EXERCISE OBJECTIVE: Scan the material for the word "path" and return every matching line.
--- START ---
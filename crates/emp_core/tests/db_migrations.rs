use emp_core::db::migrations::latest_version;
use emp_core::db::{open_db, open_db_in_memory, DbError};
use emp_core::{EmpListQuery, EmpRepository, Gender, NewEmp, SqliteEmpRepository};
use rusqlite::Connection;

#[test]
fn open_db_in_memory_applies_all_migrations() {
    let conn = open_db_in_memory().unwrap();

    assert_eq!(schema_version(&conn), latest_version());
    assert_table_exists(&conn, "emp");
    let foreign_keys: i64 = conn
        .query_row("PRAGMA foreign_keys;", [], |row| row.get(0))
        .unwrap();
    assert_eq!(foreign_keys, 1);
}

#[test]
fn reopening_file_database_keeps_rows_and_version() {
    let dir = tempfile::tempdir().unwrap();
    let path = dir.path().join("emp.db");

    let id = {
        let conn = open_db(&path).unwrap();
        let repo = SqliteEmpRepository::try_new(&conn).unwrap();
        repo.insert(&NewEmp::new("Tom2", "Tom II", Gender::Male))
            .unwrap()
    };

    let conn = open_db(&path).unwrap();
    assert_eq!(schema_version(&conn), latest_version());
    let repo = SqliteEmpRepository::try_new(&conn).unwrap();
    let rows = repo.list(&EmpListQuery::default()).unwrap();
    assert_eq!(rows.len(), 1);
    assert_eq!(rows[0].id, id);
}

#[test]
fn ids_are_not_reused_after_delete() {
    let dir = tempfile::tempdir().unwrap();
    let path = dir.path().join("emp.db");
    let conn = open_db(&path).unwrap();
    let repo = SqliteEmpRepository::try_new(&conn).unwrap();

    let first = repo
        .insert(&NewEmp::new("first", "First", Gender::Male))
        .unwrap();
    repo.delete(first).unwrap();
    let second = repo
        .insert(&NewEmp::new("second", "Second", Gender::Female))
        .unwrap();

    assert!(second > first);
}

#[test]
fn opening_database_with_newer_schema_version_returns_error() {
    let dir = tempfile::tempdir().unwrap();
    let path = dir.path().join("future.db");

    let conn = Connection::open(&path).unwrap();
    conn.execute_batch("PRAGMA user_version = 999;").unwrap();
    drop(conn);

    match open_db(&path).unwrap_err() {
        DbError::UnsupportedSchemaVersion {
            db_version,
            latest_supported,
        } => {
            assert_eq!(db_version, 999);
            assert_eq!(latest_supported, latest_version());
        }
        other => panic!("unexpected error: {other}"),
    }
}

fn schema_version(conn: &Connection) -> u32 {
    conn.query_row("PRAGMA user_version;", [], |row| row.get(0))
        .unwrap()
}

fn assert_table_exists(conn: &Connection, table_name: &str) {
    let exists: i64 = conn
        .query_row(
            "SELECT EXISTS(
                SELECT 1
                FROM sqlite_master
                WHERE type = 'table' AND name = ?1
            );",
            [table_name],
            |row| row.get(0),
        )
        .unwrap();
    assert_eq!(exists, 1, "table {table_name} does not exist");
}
--- END ---
--- START ---
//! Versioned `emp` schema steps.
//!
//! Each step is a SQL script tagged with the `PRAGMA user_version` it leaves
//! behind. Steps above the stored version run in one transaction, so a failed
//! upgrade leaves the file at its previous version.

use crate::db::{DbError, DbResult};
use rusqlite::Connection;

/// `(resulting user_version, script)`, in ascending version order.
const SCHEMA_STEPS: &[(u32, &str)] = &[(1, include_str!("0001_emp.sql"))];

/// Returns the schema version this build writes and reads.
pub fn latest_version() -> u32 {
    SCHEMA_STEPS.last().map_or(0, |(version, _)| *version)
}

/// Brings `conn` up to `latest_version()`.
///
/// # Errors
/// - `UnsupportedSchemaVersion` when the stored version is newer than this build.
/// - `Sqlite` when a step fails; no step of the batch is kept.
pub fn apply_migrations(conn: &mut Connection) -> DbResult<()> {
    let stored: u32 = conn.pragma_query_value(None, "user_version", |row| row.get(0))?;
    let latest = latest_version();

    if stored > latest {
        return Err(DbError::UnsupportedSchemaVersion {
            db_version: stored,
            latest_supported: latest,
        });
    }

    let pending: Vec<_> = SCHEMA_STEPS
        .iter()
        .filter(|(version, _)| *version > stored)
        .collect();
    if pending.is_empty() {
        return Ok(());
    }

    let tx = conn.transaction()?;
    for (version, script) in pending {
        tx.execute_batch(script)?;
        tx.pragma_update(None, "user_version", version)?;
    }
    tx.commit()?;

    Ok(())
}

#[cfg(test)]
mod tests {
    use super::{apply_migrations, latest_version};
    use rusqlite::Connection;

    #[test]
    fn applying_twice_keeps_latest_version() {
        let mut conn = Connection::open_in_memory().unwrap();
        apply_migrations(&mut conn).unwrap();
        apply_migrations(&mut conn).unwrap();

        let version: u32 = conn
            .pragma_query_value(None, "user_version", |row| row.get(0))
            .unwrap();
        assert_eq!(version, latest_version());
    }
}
--- END ---
SOLUTION FOR THIS EXERCISE:
    let path = dir.path().join("emp.db");
        let conn = open_db(&path).unwrap();
    let conn = open_db(&path).unwrap();
    let path = dir.path().join("emp.db");
    let conn = open_db(&path).unwrap();
    let path = dir.path().join("future.db");
    let conn = Connection::open(&path).unwrap();
    match open_db(&path).unwrap_err() {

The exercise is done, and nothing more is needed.